::: RECORDS TO USE :::
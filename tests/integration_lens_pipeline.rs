//! Integration tests for the lens design pipeline.
//!
//! Purpose
//! -------
//! - Validate the end-to-end workflow: assemble a system from elements, aim
//!   chief and marginal rays, build ray bundles, and optimize the design
//!   against a merit function.
//! - Exercise realistic settings (finite apertures, off-axis fields, both
//!   aiming strategies, several solvers) rather than toy edge cases only.
//!
//! Coverage
//! --------
//! - `optics` / `system`: construction, exact tracing, paraxial trace.
//! - `aiming`: `ray_bundle` with paraxial and exact strategies.
//! - `optimization`: `optimize` with spot-size and focal-length demerits,
//!   bounds, and constraint penalties.
//!
//! Exclusions
//! ----------
//! - Low-level element math and option validation; those are covered by
//!   unit tests.
use approx::assert_abs_diff_eq;
use optrace::{
    aiming::{AimOptions, ray_bundle},
    optics::{Element, Material, Object, Rays},
    optimization::{
        errors::OptError,
        lens_optimizer::{LineSearcher, Method, OptimizeOptions, Tolerances, optimize},
        merit::{Curvature, FocalLength, Merit, MinSpacing, RmsSpot, Spacing, Target},
    },
    system::{ParaxialTrace, System, TraceError},
};

/// Purpose
/// -------
/// Biconvex BK7 singlet with a unit stop 5 in front of it, object at
/// infinity, and the image plane 19 behind the rear vertex.
///
/// Usage
/// -----
/// - Shared by every test here; individual tests move the image plane or
///   drop the stop as needed.
fn singlet() -> System {
    let bk7 = Material::glass("N-BK7", 1.5168, 64.17).expect("BK7 should be valid");
    System::new(
        "singlet",
        Object::infinite(0.05).expect("field angle should be valid"),
        vec![
            Element::aperture([0.0, 0.0, 5.0], 1.0).expect("stop should be valid"),
            Element::surface([0.0, 0.0, 5.0], 3.0, 0.05, bk7).expect("front surface"),
            Element::surface([0.0, 0.0, 2.0], 3.0, -0.05, Material::air()).expect("rear surface"),
        ],
        Element::image([0.0, 0.0, 19.0], 5.0).expect("image should be valid"),
    )
}

fn bundles(system: &System, opts: &AimOptions) -> Vec<Rays> {
    let wavelength = system.primary_wavelength();
    [[0.0, 0.0], [0.0, 0.7]]
        .into_iter()
        .map(|h| ray_bundle(system, wavelength, h, 9, opts).expect("aiming should succeed"))
        .collect()
}

#[test]
// Purpose
// -------
// Refocusing on aimed bundles reduces the spot size and moves the image
// plane towards best focus.
//
// Given
// -----
// - On-axis and 0.7-field bundles aimed exactly.
// - Image spacing bounded to (10, 30), RMS spot demerit.
//
// Expect
// ------
// - Objective strictly decreases.
// - The system's image spacing matches the reported optimum.
// - The paraxial focus lies close to the new image plane.
fn refocus_on_aimed_bundles_reduces_spot() {
    // Arrange
    let mut system = singlet();
    let rays = bundles(&system, &AimOptions::exact());
    assert!(rays.iter().all(|r| !r.is_empty()));
    let merit = Merit::new()
        .with_parameter(Spacing::new(Target::Image).with_bounds(Some(10.0), Some(30.0)))
        .with_demerit(RmsSpot::new());
    let tols = Tolerances::new(None, Some(1e-14), Some(400)).expect("tolerances");
    let opts = OptimizeOptions::new(tols, Method::NelderMead, false, None).expect("options");

    // Act
    let out = optimize(&mut system, &rays, &merit, &opts).expect("optimize should succeed");

    // Assert
    assert!(out.objective < out.initial_objective);
    assert_eq!(out.residuals.len(), 2);
    assert_abs_diff_eq!(system.image.origin[2], out.x[0], epsilon = 1e-12);
    let focus = ParaxialTrace::new(&system).expect("paraxial trace").paraxial_focus();
    assert!(focus.abs() < 2.0, "x = {}, focus offset = {focus}", out.x[0]);
}

#[test]
// Purpose
// -------
// Paraxially aimed bundles support a curvature + spacing solve to a
// focal-length target, with a minimum back focal distance enforced by
// penalty.
//
// Expect
// ------
// - Focal length within 1e-2 of the target.
// - Image spacing respects the floor within the penalty's tolerance.
fn focal_length_solve_with_spacing_floor() {
    // Arrange
    let mut system = singlet();
    let rays = bundles(&system, &AimOptions::default());
    let start = ParaxialTrace::new(&system).expect("paraxial trace").focal_length();
    let target = 0.95 * start;
    let merit = Merit::new()
        .with_parameter(Curvature::new(1).with_bounds(Some(0.0), Some(0.2)).with_scale(0.01))
        .with_parameter(Spacing::new(Target::Image).with_bounds(Some(5.0), Some(40.0)))
        .with_demerit(FocalLength::new(target).with_weight(10.0))
        .with_demerit(RmsSpot::new())
        .with_constraint(MinSpacing::new(Target::Image, 12.0));
    let tols = Tolerances::new(Some(1e-10), Some(1e-14), Some(500)).expect("tolerances");
    let opts = OptimizeOptions::new(tols, Method::Lbfgs(LineSearcher::HagerZhang), false, None)
        .and_then(|o| o.with_penalty(1e4))
        .expect("options");

    // Act
    let out = optimize(&mut system, &rays, &merit, &opts).expect("optimize should succeed");

    // Assert
    let efl = ParaxialTrace::new(&system).expect("paraxial trace").focal_length();
    assert_abs_diff_eq!(efl, target, epsilon = 1e-2);
    assert!(system.image.origin[2] > 12.0 - 1e-2);
    assert!(out.objective < out.initial_objective);
    assert_eq!(out.x.len(), 2);
}

#[test]
// Purpose
// -------
// Configuration problems surface as typed errors at the right layer and
// leave the caller's system untouched.
fn configuration_errors_surface_cleanly() {
    // Arrange
    let base = singlet();
    let stopless = System::new(
        "stopless",
        base.object.clone(),
        base.elements()[1..].to_vec(),
        base.image.clone(),
    );
    let mut system = singlet();
    let merit = Merit::new()
        .with_parameter(Spacing::new(Target::Image).with_bounds(Some(30.0), Some(10.0)))
        .with_demerit(RmsSpot::new());

    // Act
    let aim_err =
        ray_bundle(&stopless, stopless.primary_wavelength(), [0.0, 0.0], 5, &AimOptions::default())
            .unwrap_err();
    let opt_err = optimize(&mut system, &[], &merit, &OptimizeOptions::default()).unwrap_err();

    // Assert
    assert!(matches!(
        OptError::from(aim_err),
        OptError::Aim(optrace::aiming::AimError::Trace(TraceError::ApertureCount { .. }))
    ));
    assert!(matches!(opt_err, OptError::InvalidBounds { .. }));
    assert_eq!(system.image.origin[2], 19.0);
}
//! System assembly: the object, the ordered element chain, and the image.
//!
//! Purpose
//! -------
//! Own the chain that the propagation engine walks, resolve the aperture
//! stop once whenever the chain's structure changes, and provide the
//! structural edits a lens designer needs (reversal and concatenation).
//!
//! Key behaviors
//! -------------
//! - [`System::new`] assembles a chain and records the stop positions.
//! - [`System::stop_index`] enforces the single-stop precondition.
//! - [`System::revert`] reverses the chain in place; applying it twice
//!   restores the original order, offsets, curvatures, and materials.
//! - `a + b` appends `b`'s elements to `a` (object and image of `a` kept).
//!
//! Invariants & assumptions
//! ------------------------
//! - `stops` always lists the indices of the aperture elements in
//!   `elements`; element kinds are immutable and the element vector is only
//!   exposed as a slice, so only the methods here can change its structure.
//! - `wavelengths` is non-empty, finite, and positive.
use ndarray::Array1;

use crate::{
    optics::{element::Element, material::WAVELENGTH_D_LINE, object::Object},
    system::errors::{TraceError, TraceResult},
};

#[derive(Debug, Clone)]
pub struct System {
    pub name: String,
    /// Wavelengths in metres; the first is the primary wavelength.
    wavelengths: Vec<f64>,
    /// Relative field heights `(x, y)` of interest.
    pub heights: Vec<[f64; 2]>,
    /// Metres per system length unit.
    pub scale: f64,
    /// Ambient temperature in °C.
    pub temperature: f64,
    pub object: Object,
    elements: Vec<Element>,
    pub image: Element,
    stops: Vec<usize>,
}

impl System {
    pub fn new(
        name: impl Into<String>, object: Object, elements: Vec<Element>, image: Element,
    ) -> Self {
        let mut system = Self {
            name: name.into(),
            wavelengths: vec![WAVELENGTH_D_LINE],
            heights: vec![[0.0, 0.0]],
            scale: 1e-3,
            temperature: 21.0,
            object,
            elements,
            image,
            stops: Vec::new(),
        };
        system.resolve_stops();
        system
    }

    /// Replace the wavelength list.
    ///
    /// # Errors
    /// - [`TraceError::EmptyWavelengths`] for an empty list.
    /// - [`TraceError::InvalidWavelength`] for non-finite or non-positive
    ///   entries.
    pub fn with_wavelengths(mut self, wavelengths: Vec<f64>) -> TraceResult<Self> {
        if wavelengths.is_empty() {
            return Err(TraceError::EmptyWavelengths);
        }
        for (index, &value) in wavelengths.iter().enumerate() {
            if !value.is_finite() || value <= 0.0 {
                return Err(TraceError::InvalidWavelength { index, value });
            }
        }
        self.wavelengths = wavelengths;
        Ok(self)
    }

    pub fn with_heights(mut self, heights: Vec<[f64; 2]>) -> Self {
        self.heights = heights;
        self
    }

    pub fn wavelengths(&self) -> &[f64] {
        &self.wavelengths
    }

    pub fn primary_wavelength(&self) -> f64 {
        self.wavelengths[0]
    }

    pub fn elements(&self) -> &[Element] {
        &self.elements
    }

    /// Mutable access to element attributes; the chain structure is fixed.
    pub fn elements_mut(&mut self) -> &mut [Element] {
        &mut self.elements
    }

    pub fn push(&mut self, element: Element) {
        self.elements.push(element);
        self.resolve_stops();
    }

    /// Indices of all aperture stops in `elements`.
    pub fn stops(&self) -> &[usize] {
        &self.stops
    }

    /// Index in `elements` of the unique aperture stop.
    ///
    /// # Errors
    /// [`TraceError::ApertureCount`] unless exactly one stop exists.
    pub fn stop_index(&self) -> TraceResult<usize> {
        match self.stops.as_slice() {
            [only] => Ok(*only),
            other => Err(TraceError::ApertureCount { found: other.len() }),
        }
    }

    /// The first aperture stop in chain order, with its index in `elements`.
    pub fn first_stop(&self) -> Option<(usize, &Element)> {
        self.stops.first().map(|&i| (i, &self.elements[i]))
    }

    /// Absolute vertex positions along z for object, elements, and image.
    pub fn vertex_z(&self) -> Array1<f64> {
        let mut z = Array1::zeros(self.elements.len() + 2);
        let mut acc = 0.0;
        for (i, e) in self.elements.iter().chain(std::iter::once(&self.image)).enumerate() {
            acc += e.origin[2];
            z[i + 1] = acc;
        }
        z
    }

    /// Reverse the chain in place.
    pub fn revert(&mut self) {
        if self.elements.is_empty() {
            return;
        }
        if let Some(last) = self.elements.iter().rev().find_map(|e| e.material.clone()) {
            let mut carried = std::mem::replace(&mut self.object.material, last);
            for e in self.elements.iter_mut() {
                if let Some(m) = e.material.as_mut() {
                    std::mem::swap(m, &mut carried);
                }
            }
        }
        let mut offset = std::mem::replace(&mut self.image.origin, self.elements[0].origin);
        self.elements.reverse();
        for e in self.elements.iter_mut() {
            e.revert();
            std::mem::swap(&mut e.origin, &mut offset);
        }
        self.resolve_stops();
    }

    fn resolve_stops(&mut self) {
        self.stops =
            self.elements.iter().enumerate().filter(|(_, e)| e.is_stop()).map(|(i, _)| i).collect();
    }
}

impl std::ops::AddAssign for System {
    fn add_assign(&mut self, other: System) {
        self.elements.extend(other.elements);
        self.resolve_stops();
    }
}

impl std::ops::Add for System {
    type Output = System;

    fn add(mut self, other: System) -> System {
        self += other;
        self
    }
}

#[cfg(test)]
mod tests {
    use super::*;
    use crate::optics::material::Material;
    use crate::system::fixtures::{front_stop_singlet, rear_stop_singlet};

    #[test]
    // Purpose
    // -------
    // Reversal is an involution over order, offsets, curvatures, and
    // materials, including the object medium.
    //
    // Given
    // -----
    // - A singlet with a stop behind it, so the chain mixes materialized
    //   surfaces and a material-less stop.
    //
    // Expect
    // ------
    // - One reversal moves the stop to the front and the image offset onto
    //   the first element.
    // - Two reversals reproduce the original system.
    fn revert_twice_restores_system() {
        // Arrange
        let original = rear_stop_singlet();
        let mut system = original.clone();

        // Act
        system.revert();
        let once = system.clone();
        system.revert();

        // Assert
        assert!(once.elements()[0].is_stop());
        assert_eq!(once.elements()[0].origin, original.image.origin);
        assert_eq!(once.image.origin, original.elements()[0].origin);
        assert_eq!(once.object.material, original.elements()[1].material.clone().unwrap());
        assert_eq!(once.stops(), &[0]);

        assert_eq!(system.elements().len(), original.elements().len());
        for (a, b) in system.elements().iter().zip(original.elements()) {
            assert_eq!(a.kind(), b.kind());
            assert_eq!(a.origin, b.origin);
            assert_eq!(a.radius, b.radius);
            assert_eq!(a.material, b.material);
            assert_eq!(a.curvature(), b.curvature());
        }
        assert_eq!(system.image.origin, original.image.origin);
        assert_eq!(system.object.material, original.object.material);
        assert_eq!(system.stops(), original.stops());
    }

    #[test]
    // Purpose
    // -------
    // Reversal moves each material to the element that bounds it from the
    // other side.
    fn revert_shifts_materials_towards_the_back() {
        let mut system = front_stop_singlet();
        system.revert();

        // [s2, s1, stop]: s2 now enters glass, s1 leaves it into object air.
        let glass = front_stop_singlet().elements()[1].material.clone();
        assert_eq!(system.elements()[0].material, glass);
        assert_eq!(system.elements()[1].material, Some(Material::air()));
        assert!(system.elements()[2].material.is_none());
        assert_eq!(system.elements()[0].curvature(), 0.05);
    }

    #[test]
    // Purpose
    // -------
    // Concatenation is associative in the resulting element order.
    fn concatenation_is_associative() {
        // Arrange
        let a = front_stop_singlet();
        let b = rear_stop_singlet();
        let c = front_stop_singlet();

        // Act
        let left = (a.clone() + b.clone()) + c.clone();
        let right = a + (b + c);

        // Assert
        assert_eq!(left.elements().len(), right.elements().len());
        for (l, r) in left.elements().iter().zip(right.elements()) {
            assert_eq!(l.kind(), r.kind());
            assert_eq!(l.origin, r.origin);
            assert_eq!(l.curvature(), r.curvature());
        }
        assert_eq!(left.stops(), right.stops());
        assert_eq!(left.stops().len(), 3);
    }

    #[test]
    // Purpose
    // -------
    // The single-stop precondition reports how many stops were found.
    fn stop_index_requires_exactly_one_stop() {
        let single = front_stop_singlet();
        assert_eq!(single.stop_index(), Ok(0));

        let double = front_stop_singlet() + front_stop_singlet();
        assert_eq!(double.stop_index(), Err(TraceError::ApertureCount { found: 2 }));

        let mut none = front_stop_singlet();
        none.revert();
        let bare = System::new(
            "bare",
            none.object.clone(),
            none.elements()[..2].to_vec(),
            none.image.clone(),
        );
        assert_eq!(bare.stop_index(), Err(TraceError::ApertureCount { found: 0 }));
    }

    #[test]
    fn wavelengths_are_validated() {
        let system = front_stop_singlet();
        assert_eq!(
            system.clone().with_wavelengths(vec![]).unwrap_err(),
            TraceError::EmptyWavelengths
        );
        assert_eq!(
            system.clone().with_wavelengths(vec![500e-9, -1.0]).unwrap_err(),
            TraceError::InvalidWavelength { index: 1, value: -1.0 }
        );
        let ok = system.with_wavelengths(vec![486.1e-9, 589.3e-9]).unwrap();
        assert_eq!(ok.primary_wavelength(), 486.1e-9);
    }

    #[test]
    fn vertex_z_accumulates_offsets() {
        let system = front_stop_singlet();
        let z = system.vertex_z();
        assert_eq!(z.len(), 5);
        assert_eq!(z[1], 5.0);
        assert_eq!(z[2], 10.0);
        assert_eq!(z[3], 12.0);
    }
}
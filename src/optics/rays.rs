//! Ray batches threaded through the propagation engine.
//!
//! Purpose
//! -------
//! Carry a batch of exact rays of one wavelength from a common field point
//! through the element chain. A batch is created per trace request, consumed
//! by the engine, and returned transformed by every element it visits.
//!
//! Conventions
//! -----------
//! - `positions` and `end_positions` are `n × 3` arrays in the local frame
//!   of the node the batch last visited (its vertex at the origin).
//! - `angles` are `n × 3` unit direction cosines.
//! - Vignetting is data: a ray that misses a surface gets NaN coordinates,
//!   a ray outside a clear aperture keeps its coordinates; both set the
//!   `vignetted` flag, and neither aborts the trace.
use ndarray::{Array1, Array2, ArrayView1, Axis};

use crate::optics::errors::{OpticsError, OpticsResult};

#[derive(Debug, Clone, PartialEq)]
pub struct Rays {
    /// Wavelength in metres.
    pub wavelength: f64,
    /// Relative field coordinates of the point the batch was launched from.
    pub height: [f64; 2],
    /// Refractive index of the medium the rays currently travel in.
    pub refractive_index: f64,
    pub positions: Array2<f64>,
    pub angles: Array2<f64>,
    /// Intersection points with the last visited node.
    pub end_positions: Array2<f64>,
    pub vignetted: Array1<bool>,
}

impl Rays {
    /// An empty batch; fill it with [`Rays::with_launch`] or [`Rays::set_launch`].
    pub fn new(wavelength: f64, height: [f64; 2]) -> Self {
        Self {
            wavelength,
            height,
            refractive_index: 1.0,
            positions: Array2::zeros((0, 3)),
            angles: Array2::zeros((0, 3)),
            end_positions: Array2::zeros((0, 3)),
            vignetted: Array1::from_elem(0, false),
        }
    }

    pub fn with_launch(
        mut self, positions: Array2<f64>, angles: Array2<f64>,
    ) -> OpticsResult<Self> {
        self.set_launch(positions, angles)?;
        Ok(self)
    }

    /// Replace the launch state; resets end positions and vignetting.
    ///
    /// # Errors
    /// [`OpticsError::RayShapeMismatch`] unless both arrays are `n × 3`.
    pub fn set_launch(&mut self, positions: Array2<f64>, angles: Array2<f64>) -> OpticsResult<()> {
        if positions.ncols() != 3 || angles.ncols() != 3 || positions.nrows() != angles.nrows() {
            return Err(OpticsError::RayShapeMismatch {
                positions: positions.dim(),
                angles: angles.dim(),
            });
        }
        let n = positions.nrows();
        self.end_positions = positions.clone();
        self.positions = positions;
        self.angles = angles;
        self.vignetted = Array1::from_elem(n, false);
        Ok(())
    }

    pub fn len(&self) -> usize {
        self.positions.nrows()
    }

    pub fn is_empty(&self) -> bool {
        self.len() == 0
    }

    /// Number of rays that have not been vignetted.
    pub fn valid_count(&self) -> usize {
        self.vignetted.iter().filter(|v| !**v).count()
    }

    /// Transverse `(x, y)` end positions of the unvignetted rays.
    pub fn valid_end_xy(&self) -> Array2<f64> {
        let rows: Vec<usize> =
            (0..self.len()).filter(|&i| !self.vignetted[i]).collect();
        self.end_positions.select(Axis(0), &rows).slice_move(ndarray::s![.., 0..2])
    }

    pub(crate) fn row(a: &Array2<f64>, i: usize) -> [f64; 3] {
        let r: ArrayView1<f64> = a.row(i);
        [r[0], r[1], r[2]]
    }
}
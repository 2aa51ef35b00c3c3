//! Validation helpers for the lens optimizer.
//!
//! - **Option checks**: [`verify_tol_grad`], [`verify_tol_cost`],
//!   [`verify_penalty`], [`verify_diff_step`] ensure numeric settings are
//!   finite and strictly positive.
//! - **Gradient validation**: [`validate_grad`] enforces correct dimension
//!   and finite entries.
//! - **Results**: [`validate_best`] ensures a best vector exists and is
//!   finite; [`validate_value`] checks scalar costs.
use crate::optimization::{
    errors::{OptError, OptResult},
    lens_optimizer::types::{Grad, Theta},
};

fn positive_finite(value: f64) -> Result<(), &'static str> {
    if !value.is_finite() {
        return Err("Value must be finite.");
    }
    if value <= 0.0 {
        return Err("Value must be positive.");
    }
    Ok(())
}

/// Validate the optional gradient‐norm tolerance.
///
/// # Errors
/// Returns [`OptError::InvalidTolGrad`] if the value is non-finite or ≤ 0.0.
pub fn verify_tol_grad(tol: Option<f64>) -> OptResult<()> {
    if let Some(tol) = tol {
        positive_finite(tol).map_err(|reason| OptError::InvalidTolGrad { tol, reason })?;
    }
    Ok(())
}

/// Validate the optional cost‐change tolerance.
///
/// # Errors
/// Returns [`OptError::InvalidTolCost`] if the value is non-finite or ≤ 0.0.
pub fn verify_tol_cost(tol: Option<f64>) -> OptResult<()> {
    if let Some(tol) = tol {
        positive_finite(tol).map_err(|reason| OptError::InvalidTolCost { tol, reason })?;
    }
    Ok(())
}

/// # Errors
/// Returns [`OptError::InvalidPenalty`] if the weight is non-finite or ≤ 0.0.
pub fn verify_penalty(value: f64) -> OptResult<()> {
    positive_finite(value).map_err(|reason| OptError::InvalidPenalty { value, reason })
}

/// # Errors
/// Returns [`OptError::InvalidDiffStep`] if the step is non-finite or ≤ 0.0.
pub fn verify_diff_step(value: f64) -> OptResult<()> {
    positive_finite(value).map_err(|reason| OptError::InvalidDiffStep { value, reason })
}

/// Validate a gradient vector against dimension and finiteness.
///
/// # Errors
/// - [`OptError::GradientDimMismatch`] if length does not match `dim`.
/// - [`OptError::InvalidGradient`] with the index/value/reason of the first
///   offending element.
pub fn validate_grad(grad: &Grad, dim: usize) -> OptResult<()> {
    if grad.len() != dim {
        return Err(OptError::GradientDimMismatch { expected: dim, found: grad.len() });
    }
    for (index, &value) in grad.iter().enumerate() {
        if !value.is_finite() {
            return Err(OptError::InvalidGradient {
                index,
                value,
                reason: "Gradient elements must be finite.",
            });
        }
    }
    Ok(())
}

/// Validate and unwrap the best vector reported by the solver.
///
/// # Errors
/// - [`OptError::MissingBest`] if no vector was provided.
/// - [`OptError::InvalidBest`] if any element is non-finite.
pub fn validate_best(best: Option<Theta>) -> OptResult<Theta> {
    let best = best.ok_or(OptError::MissingBest)?;
    for (index, &value) in best.iter().enumerate() {
        if !value.is_finite() {
            return Err(OptError::InvalidBest {
                index,
                value,
                reason: "Best parameters must be finite.",
            });
        }
    }
    Ok(best)
}

/// Validate that a scalar cost is finite.
///
/// # Errors
/// Returns [`OptError::NonFiniteCost`] if the value is `NaN` or infinite.
pub fn validate_value(value: f64) -> OptResult<()> {
    if !value.is_finite() {
        return Err(OptError::NonFiniteCost { value });
    }
    Ok(())
}

#[cfg(test)]
mod tests {
    use super::*;
    use ndarray::array;

    #[test]
    fn option_checks_reject_non_positive_and_non_finite() {
        assert!(verify_tol_grad(None).is_ok());
        assert!(verify_tol_grad(Some(1e-8)).is_ok());
        assert_eq!(
            verify_tol_cost(Some(0.0)).unwrap_err(),
            OptError::InvalidTolCost { tol: 0.0, reason: "Value must be positive." }
        );
        assert!(matches!(verify_penalty(f64::INFINITY), Err(OptError::InvalidPenalty { .. })));
        assert!(matches!(verify_diff_step(-1e-3), Err(OptError::InvalidDiffStep { .. })));
    }

    #[test]
    fn gradient_and_best_validation() {
        assert!(validate_grad(&array![1.0, 2.0], 2).is_ok());
        assert_eq!(
            validate_grad(&array![1.0], 2).unwrap_err(),
            OptError::GradientDimMismatch { expected: 2, found: 1 }
        );
        assert!(matches!(
            validate_grad(&array![1.0, f64::NAN], 2),
            Err(OptError::InvalidGradient { index: 1, .. })
        ));

        assert_eq!(validate_best(None).unwrap_err(), OptError::MissingBest);
        assert!(matches!(
            validate_best(Some(array![f64::INFINITY])),
            Err(OptError::InvalidBest { index: 0, .. })
        ));
        assert_eq!(validate_best(Some(array![3.0])).unwrap(), array![3.0]);
        assert!(validate_value(f64::NAN).is_err());
    }
}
:::
TASK INSTRUCTIONS
In the listing above, find the line with "from elements, aim" and the line with "tracing, paraxial trace.", then print exactly those two lines and every line between them, and nothing more.

WORKED SOLUTION
//! - Validate the end-to-end workflow: assemble a system from elements, aim
//!   chief and marginal rays, build ray bundles, and optimize the design
//!   against a merit function.
//! - Exercise realistic settings (finite apertures, off-axis fields, both
//!   aiming strategies, several solvers) rather than toy edge cases only.
//!
//! Coverage
//! --------
//! - `optics` / `system`: construction, exact tracing, paraxial trace.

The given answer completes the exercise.